Work item:
Extract from the entries below, exactly as given, only the lines from the line containing "repository bc3981811420acb6" to the line containing "with their wire", both lines included.

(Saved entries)
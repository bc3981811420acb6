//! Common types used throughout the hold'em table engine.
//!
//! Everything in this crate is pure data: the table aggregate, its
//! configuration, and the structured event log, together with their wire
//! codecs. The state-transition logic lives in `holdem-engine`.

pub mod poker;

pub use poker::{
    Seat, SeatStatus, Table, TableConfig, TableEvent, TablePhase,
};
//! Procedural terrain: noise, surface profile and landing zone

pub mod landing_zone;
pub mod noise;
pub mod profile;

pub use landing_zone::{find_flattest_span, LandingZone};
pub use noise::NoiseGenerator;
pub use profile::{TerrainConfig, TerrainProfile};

--

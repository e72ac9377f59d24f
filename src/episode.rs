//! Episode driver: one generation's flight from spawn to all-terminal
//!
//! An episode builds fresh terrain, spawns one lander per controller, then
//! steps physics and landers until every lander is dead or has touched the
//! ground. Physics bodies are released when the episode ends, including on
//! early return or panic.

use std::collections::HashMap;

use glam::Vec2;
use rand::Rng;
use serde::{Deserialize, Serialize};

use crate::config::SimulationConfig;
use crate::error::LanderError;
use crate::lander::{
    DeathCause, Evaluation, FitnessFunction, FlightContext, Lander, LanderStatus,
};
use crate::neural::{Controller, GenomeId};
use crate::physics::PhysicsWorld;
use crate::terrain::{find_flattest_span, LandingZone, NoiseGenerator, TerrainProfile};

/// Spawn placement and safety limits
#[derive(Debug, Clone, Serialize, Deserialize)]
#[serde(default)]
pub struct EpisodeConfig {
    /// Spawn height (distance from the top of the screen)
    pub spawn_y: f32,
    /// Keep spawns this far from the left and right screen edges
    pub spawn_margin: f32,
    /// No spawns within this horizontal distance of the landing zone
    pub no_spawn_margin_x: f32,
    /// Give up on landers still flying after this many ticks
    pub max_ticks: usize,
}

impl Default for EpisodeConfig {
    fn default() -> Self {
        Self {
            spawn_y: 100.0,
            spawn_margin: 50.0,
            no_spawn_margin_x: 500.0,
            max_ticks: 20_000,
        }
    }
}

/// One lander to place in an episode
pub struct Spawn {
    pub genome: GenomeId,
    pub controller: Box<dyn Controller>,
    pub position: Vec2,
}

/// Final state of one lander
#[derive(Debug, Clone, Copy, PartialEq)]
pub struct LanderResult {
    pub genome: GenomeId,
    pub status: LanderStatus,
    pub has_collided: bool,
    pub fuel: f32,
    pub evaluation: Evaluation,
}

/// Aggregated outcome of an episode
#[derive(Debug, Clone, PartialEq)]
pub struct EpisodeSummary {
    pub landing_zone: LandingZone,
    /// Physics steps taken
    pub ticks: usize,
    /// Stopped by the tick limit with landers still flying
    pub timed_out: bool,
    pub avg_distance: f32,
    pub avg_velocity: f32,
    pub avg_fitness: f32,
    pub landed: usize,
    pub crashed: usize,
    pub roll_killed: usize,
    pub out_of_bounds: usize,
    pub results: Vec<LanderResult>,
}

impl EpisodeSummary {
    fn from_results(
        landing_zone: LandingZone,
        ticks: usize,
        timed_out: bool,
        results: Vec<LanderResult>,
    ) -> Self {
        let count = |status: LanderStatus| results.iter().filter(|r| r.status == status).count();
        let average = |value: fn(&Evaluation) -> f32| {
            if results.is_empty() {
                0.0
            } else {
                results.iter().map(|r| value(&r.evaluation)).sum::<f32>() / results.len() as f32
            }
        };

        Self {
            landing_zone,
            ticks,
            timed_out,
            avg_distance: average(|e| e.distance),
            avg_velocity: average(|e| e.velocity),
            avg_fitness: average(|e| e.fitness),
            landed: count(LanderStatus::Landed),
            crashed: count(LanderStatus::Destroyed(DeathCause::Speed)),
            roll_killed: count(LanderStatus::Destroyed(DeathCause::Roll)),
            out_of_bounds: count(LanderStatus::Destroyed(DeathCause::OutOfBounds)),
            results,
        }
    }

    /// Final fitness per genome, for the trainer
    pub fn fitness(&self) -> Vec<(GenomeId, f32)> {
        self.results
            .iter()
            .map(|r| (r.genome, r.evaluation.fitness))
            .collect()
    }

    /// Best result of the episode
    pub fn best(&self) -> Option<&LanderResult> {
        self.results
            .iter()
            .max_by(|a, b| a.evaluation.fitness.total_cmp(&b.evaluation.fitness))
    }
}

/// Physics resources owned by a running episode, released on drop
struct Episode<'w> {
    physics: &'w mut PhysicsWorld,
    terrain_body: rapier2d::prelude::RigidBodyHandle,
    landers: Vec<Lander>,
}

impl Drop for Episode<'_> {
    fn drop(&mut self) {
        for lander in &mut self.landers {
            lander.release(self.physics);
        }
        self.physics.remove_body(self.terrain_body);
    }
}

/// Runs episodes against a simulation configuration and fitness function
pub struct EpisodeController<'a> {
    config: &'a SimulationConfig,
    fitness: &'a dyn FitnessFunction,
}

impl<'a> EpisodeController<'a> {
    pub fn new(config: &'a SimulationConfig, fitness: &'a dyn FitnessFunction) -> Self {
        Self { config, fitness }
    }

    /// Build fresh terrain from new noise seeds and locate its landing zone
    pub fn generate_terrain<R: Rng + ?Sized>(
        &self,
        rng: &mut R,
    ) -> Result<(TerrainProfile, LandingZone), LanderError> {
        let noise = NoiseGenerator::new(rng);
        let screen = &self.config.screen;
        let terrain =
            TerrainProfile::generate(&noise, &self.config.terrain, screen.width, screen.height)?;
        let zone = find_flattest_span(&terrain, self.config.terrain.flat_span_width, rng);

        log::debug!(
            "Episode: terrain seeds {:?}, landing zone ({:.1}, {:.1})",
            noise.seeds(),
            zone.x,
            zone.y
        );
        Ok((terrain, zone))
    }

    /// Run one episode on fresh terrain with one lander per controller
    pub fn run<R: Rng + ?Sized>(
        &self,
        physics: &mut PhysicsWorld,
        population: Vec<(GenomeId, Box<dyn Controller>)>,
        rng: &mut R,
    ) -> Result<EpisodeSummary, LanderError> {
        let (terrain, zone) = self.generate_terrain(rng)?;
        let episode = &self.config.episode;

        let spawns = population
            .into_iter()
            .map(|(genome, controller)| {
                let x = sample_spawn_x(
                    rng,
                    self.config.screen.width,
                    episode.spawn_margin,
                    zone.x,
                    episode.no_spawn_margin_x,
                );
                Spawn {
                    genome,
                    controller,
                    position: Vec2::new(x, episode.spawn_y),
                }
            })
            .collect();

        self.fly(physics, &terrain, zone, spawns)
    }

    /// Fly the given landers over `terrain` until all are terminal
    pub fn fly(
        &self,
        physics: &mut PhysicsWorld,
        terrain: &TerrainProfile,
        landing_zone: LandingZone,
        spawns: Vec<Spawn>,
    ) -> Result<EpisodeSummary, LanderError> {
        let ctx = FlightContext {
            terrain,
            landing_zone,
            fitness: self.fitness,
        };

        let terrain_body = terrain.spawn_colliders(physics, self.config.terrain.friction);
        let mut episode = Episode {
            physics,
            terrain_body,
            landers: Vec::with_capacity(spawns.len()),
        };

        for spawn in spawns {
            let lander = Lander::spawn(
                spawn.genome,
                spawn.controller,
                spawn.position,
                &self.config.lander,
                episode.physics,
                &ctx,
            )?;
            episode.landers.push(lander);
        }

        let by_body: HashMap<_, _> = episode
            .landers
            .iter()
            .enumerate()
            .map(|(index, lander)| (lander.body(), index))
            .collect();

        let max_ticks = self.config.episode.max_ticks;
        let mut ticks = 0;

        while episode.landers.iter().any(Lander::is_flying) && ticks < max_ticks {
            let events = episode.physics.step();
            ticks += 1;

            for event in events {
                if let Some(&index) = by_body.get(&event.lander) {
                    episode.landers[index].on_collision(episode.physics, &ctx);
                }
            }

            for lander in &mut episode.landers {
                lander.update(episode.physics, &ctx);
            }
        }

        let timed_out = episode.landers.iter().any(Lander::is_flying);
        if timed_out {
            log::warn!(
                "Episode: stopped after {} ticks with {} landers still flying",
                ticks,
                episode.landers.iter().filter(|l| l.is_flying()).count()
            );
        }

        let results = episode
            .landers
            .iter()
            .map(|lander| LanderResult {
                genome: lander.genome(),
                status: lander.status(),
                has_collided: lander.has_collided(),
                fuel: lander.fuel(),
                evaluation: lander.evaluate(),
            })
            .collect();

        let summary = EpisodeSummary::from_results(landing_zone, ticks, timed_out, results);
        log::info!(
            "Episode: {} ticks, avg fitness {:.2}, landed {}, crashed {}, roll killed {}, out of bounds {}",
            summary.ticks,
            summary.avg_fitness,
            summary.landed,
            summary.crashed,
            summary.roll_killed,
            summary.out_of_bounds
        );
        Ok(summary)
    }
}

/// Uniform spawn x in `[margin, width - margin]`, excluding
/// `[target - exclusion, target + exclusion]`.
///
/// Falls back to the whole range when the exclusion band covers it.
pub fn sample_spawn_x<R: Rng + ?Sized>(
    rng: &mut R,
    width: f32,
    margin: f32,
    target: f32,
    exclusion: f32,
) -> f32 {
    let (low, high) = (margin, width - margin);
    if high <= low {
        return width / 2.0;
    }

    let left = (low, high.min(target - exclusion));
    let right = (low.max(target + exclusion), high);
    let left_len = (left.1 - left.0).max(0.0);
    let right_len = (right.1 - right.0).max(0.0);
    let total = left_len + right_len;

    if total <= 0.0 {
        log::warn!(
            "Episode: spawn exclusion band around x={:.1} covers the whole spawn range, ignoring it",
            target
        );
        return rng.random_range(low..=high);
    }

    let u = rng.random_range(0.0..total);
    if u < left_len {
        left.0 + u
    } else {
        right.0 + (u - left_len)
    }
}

==

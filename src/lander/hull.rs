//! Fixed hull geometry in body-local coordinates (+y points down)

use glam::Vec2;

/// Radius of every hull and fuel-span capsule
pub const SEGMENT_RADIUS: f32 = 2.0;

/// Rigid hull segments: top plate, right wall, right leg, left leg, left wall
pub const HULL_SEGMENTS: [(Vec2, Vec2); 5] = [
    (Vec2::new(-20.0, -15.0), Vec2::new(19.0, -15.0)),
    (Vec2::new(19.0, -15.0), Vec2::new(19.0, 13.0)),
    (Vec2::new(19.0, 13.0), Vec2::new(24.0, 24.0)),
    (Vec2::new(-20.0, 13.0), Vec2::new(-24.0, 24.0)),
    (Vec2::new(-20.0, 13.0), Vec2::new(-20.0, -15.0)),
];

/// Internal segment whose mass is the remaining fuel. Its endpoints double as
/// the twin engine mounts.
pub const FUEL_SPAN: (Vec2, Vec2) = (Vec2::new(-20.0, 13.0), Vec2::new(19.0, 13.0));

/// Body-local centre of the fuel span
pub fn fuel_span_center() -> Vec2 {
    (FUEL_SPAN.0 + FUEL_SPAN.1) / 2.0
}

Exercise response:
repository bc3981811420acb6
//! Common types used throughout the hold'em table engine.
//!
//! Everything in this crate is pure data: the table aggregate, its
//! configuration, and the structured event log, together with their wire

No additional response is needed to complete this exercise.